In a 5-4 decision, the Supreme Court ruled that bans on political advertising financed by corporations or unions violate the First Amendment right to free speech.
"Maryland never had any sort of prohibition against corporate speech," said Jared DeMarinis, director of candidacy and campaign finance for the State Board of Elections.
"Corporations were always free to make independent expenditures in the state," DeMarinis said. "They were also free to make contributions directly to candidates and candidate committees."
Thursday's decision, DeMarinis said, "would affect federal candidates in Maryland, but would have no impact on state or local candidates."
This is because corporations already adhere to the same rules as people in Maryland.

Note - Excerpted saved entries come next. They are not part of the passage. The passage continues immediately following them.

//! Route sequencing: orders the stops within one batch into a drivable
//! sequence via the nearest-neighbour heuristic.
//!
//! Intentionally a greedy approximation, not an optimal tour: O(n²) worst
//! case and deterministic given identical input ordering. Stop selection uses
//! the pure haversine metric so the visiting order is identical in live and
//! degraded mode; leg distances and times are accumulated through the
//! configured [`DistanceProvider`].

use std::sync::Arc;

use crate::geo::{self, GeoPoint};
use crate::model::{Batch, Route, RouteId};
use crate::routing::DistanceProvider;

/// Sequences one batch at a time. Cheap to clone across sequencing tasks;
/// holds only the shared provider handle.
#[derive(Clone)]
pub struct RouteSequencer {
    provider: Arc<dyn DistanceProvider>,
}

impl RouteSequencer {
    pub fn new(provider: Arc<dyn DistanceProvider>) -> Self {
        Self { provider }
    }

    /// Order the batch's stops starting from `start`, accumulating total
    /// distance and time over every leg including the first one out of
    /// `start`.
    ///
    /// Ties on equal nearest distance keep the earlier batch position, so
    /// co-located orders come out in their original relative order. An empty
    /// batch produces no route.
    pub fn sequence(&self, batch: &Batch, id: RouteId, start: GeoPoint) -> Option<Route> {
        if batch.is_empty() {
            return None;
        }

        let mut remaining: Vec<usize> = (0..batch.orders.len()).collect();
        let mut sequence = Vec::with_capacity(batch.orders.len());
        let mut waypoints = Vec::with_capacity(batch.orders.len());
        let mut total_distance_km = 0.0;
        let mut total_time_minutes = 0.0;
        let mut position = start;

        while !remaining.is_empty() {
            // Strict less-than keeps the earliest batch position on ties.
            let mut nearest_slot = 0;
            let mut nearest_km = f64::INFINITY;
            for (slot, &idx) in remaining.iter().enumerate() {
                let d = geo::distance_km(position, batch.orders[idx].location);
                if d < nearest_km {
                    nearest_km = d;
                    nearest_slot = slot;
                }
            }

            let idx = remaining.remove(nearest_slot);
            let order = &batch.orders[idx];
            let leg = self.provider.leg(position, order.location);
            total_distance_km += leg.distance_km;
            total_time_minutes += leg.duration_minutes;
            waypoints.push(order.location);
            position = order.location;
            sequence.push(order.clone());
        }

        Some(Route {
            id,
            orders: sequence,
            total_distance_km,
            total_time_minutes,
            waypoints,
            mfu: None,
        })
    }
}

#[cfg(test)]
mod tests {
    use super::*;
    use crate::model::{Order, OrderId};
    use crate::routing::HaversineEstimator;
    use chrono::{TimeZone, Utc};

    fn order(id: &str, lat: f64, lng: f64) -> Order {
        Order {
            id: OrderId(id.to_string()),
            address: String::new(),
            location: GeoPoint::new(lat, lng),
            products: vec!["item".to_string()],
            priority: 1,
            placed_at: Utc.timestamp_opt(1_700_000_000, 0).unwrap(),
            deadline: None,
        }
    }

    fn sequencer() -> RouteSequencer {
        RouteSequencer::new(Arc::new(HaversineEstimator::default()))
    }

    #[test]
    fn empty_batch_produces_no_route() {
        let batch = Batch {
            orders: Vec::new(),
            centroid: GeoPoint::new(0.0, 0.0),
            earliest_deadline: None,
        };
        assert!(sequencer()
            .sequence(&batch, RouteId(0), GeoPoint::new(0.0, 0.0))
            .is_none());
    }

    #[test]
    fn visits_stops_nearest_first() {
        // Stops strung north along a meridian; starting south of them the
        // greedy walk must visit them in latitude order.
        let batch = Batch::from_orders(vec![
            order("far", 40.80, -74.0),
            order("near", 40.72, -74.0),
            order("mid", 40.76, -74.0),
        ]);
        let route = sequencer()
            .sequence(&batch, RouteId(0), GeoPoint::new(40.70, -74.0))
            .expect("route");
        let ids: Vec<&str> = route.orders.iter().map(|o| o.id.0.as_str()).collect();
        assert_eq!(ids, vec!["near", "mid", "far"]);
    }

    #[test]
    fn route_is_a_permutation_of_the_batch() {
        let batch = Batch::from_orders(vec![
            order("a", 40.71, -74.00),
            order("b", 40.73, -74.02),
            order("c", 40.72, -73.98),
        ]);
        let route = sequencer()
            .sequence(&batch, RouteId(0), GeoPoint::new(40.70, -74.0))
            .expect("route");

        let mut batch_ids: Vec<&str> = batch.orders.iter().map(|o| o.id.0.as_str()).collect();
        let mut route_ids: Vec<&str> = route.orders.iter().map(|o| o.id.0.as_str()).collect();
        batch_ids.sort_unstable();
        route_ids.sort_unstable();
        assert_eq!(batch_ids, route_ids);
        assert_eq!(route.waypoints.len(), route.orders.len());
    }

    #[test]
    fn co_located_orders_keep_original_relative_order() {
        let p = GeoPoint::new(40.7128, -74.0060);
        let batch = Batch::from_orders(vec![
            order("first", p.lat, p.lng),
            order("second", p.lat, p.lng),
            order("third", p.lat, p.lng),
        ]);
        let route = sequencer().sequence(&batch, RouteId(0), p).expect("route");
        let ids: Vec<&str> = route.orders.iter().map(|o| o.id.0.as_str()).collect();
        assert_eq!(ids, vec!["first", "second", "third"]);
        assert_eq!(route.total_distance_km, 0.0);
        assert_eq!(route.total_time_minutes, 0.0);
    }

    #[test]
    fn totals_include_the_leg_from_the_start_point() {
        let stop = GeoPoint::new(40.7589, -73.9851);
        let start = GeoPoint::new(40.7128, -74.0060);
        let batch = Batch::from_orders(vec![order("only", stop.lat, stop.lng)]);
        let route = sequencer().sequence(&batch, RouteId(0), start).expect("route");
        let expected = geo::distance_km(start, stop);
        assert!((route.total_distance_km - expected).abs() < 1e-9);
        assert!(route.total_time_minutes > 0.0);
    }
}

A corporation can donate up to $4,000 to any one candidate and $10,000 in total direct donations during a four-year election cycle, DeMarinis said.
But corporations can spend as much as they want on what are called independent expenditures, which include TV commercials that advocate voting against an issue or candidate.
Even after the Supreme Court ruling, federal law requires corporations to make a disclosure of independent expenditures.
"That (law) doesn't exist in the state of Maryland," DeMarinis said.
"If corporation X goes out and spends a million dollars on an ad expressly advocating the support or defeat of a candidate, we would never know that they spent the million dollars," DeMarinis said. "There's no actual paperwork that they have to file with the State Board of Elections."
Maryland law does require disclaimers on such advertisements stating the name of the organization that paid for them.
Capital News Service contributed to this report.